Starting at the line that contains "pub trait IQuizStore: Send" and ending at the line that contains "by display name.", the lines below are to be given again exactly, with nothing added.

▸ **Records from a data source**
☆ ☆ ☆ ☆ ☆

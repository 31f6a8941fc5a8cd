use crate::errors::AmityResult;
use crate::models::{
    EvaluationSessionRecord, Friend, FriendWithRatings, RankingRecord, RatingRecord,
};

/// Persistence collaborator: friends + ratings + sessions + final rankings,
/// all scoped per user. Failures surface to the caller and are not retried.
pub trait IQuizStore: Send + Sync {
    // --- Friends ---
    /// Persist a friend and return its stored id.
    fn add_friend(&self, user_id: &str, friend: &Friend) -> AmityResult<String>;
    /// Case-insensitive lookup by display name.
    fn friend_by_name(&self, user_id: &str, name: &str) -> AmityResult<Option<Friend>>;
    fn friends(&self, user_id: &str) -> AmityResult<Vec<Friend>>;
    /// Friends joined with their full rating history.
    fn friends_with_ratings(&self, user_id: &str) -> AmityResult<Vec<FriendWithRatings>>;

    // --- Ratings ---
    fn add_rating(&self, rating: &RatingRecord) -> AmityResult<()>;
    fn ratings_for_friend(&self, user_id: &str, friend_id: &str) -> AmityResult<Vec<RatingRecord>>;

    // --- Sessions ---
    /// Record the start of an evaluation run; returns the session record id.
    fn add_evaluation_session(&self, session: &EvaluationSessionRecord) -> AmityResult<String>;

    // --- Rankings ---
    /// Persist a computed final ranking; returns the record id.
    fn save_final_ranking(&self, record: &RankingRecord) -> AmityResult<String>;
    /// Past rankings for a user, newest first.
    fn ranking_history(&self, user_id: &str) -> AmityResult<Vec<RankingRecord>>;
}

☆ ☆ ☆ ☆ ☆

▸ **ANSWER SECTION**
pub trait IQuizStore: Send + Sync {
    // --- Friends ---
    /// Persist a friend and return its stored id.
    fn add_friend(&self, user_id: &str, friend: &Friend) -> AmityResult<String>;
    /// Case-insensitive lookup by display name.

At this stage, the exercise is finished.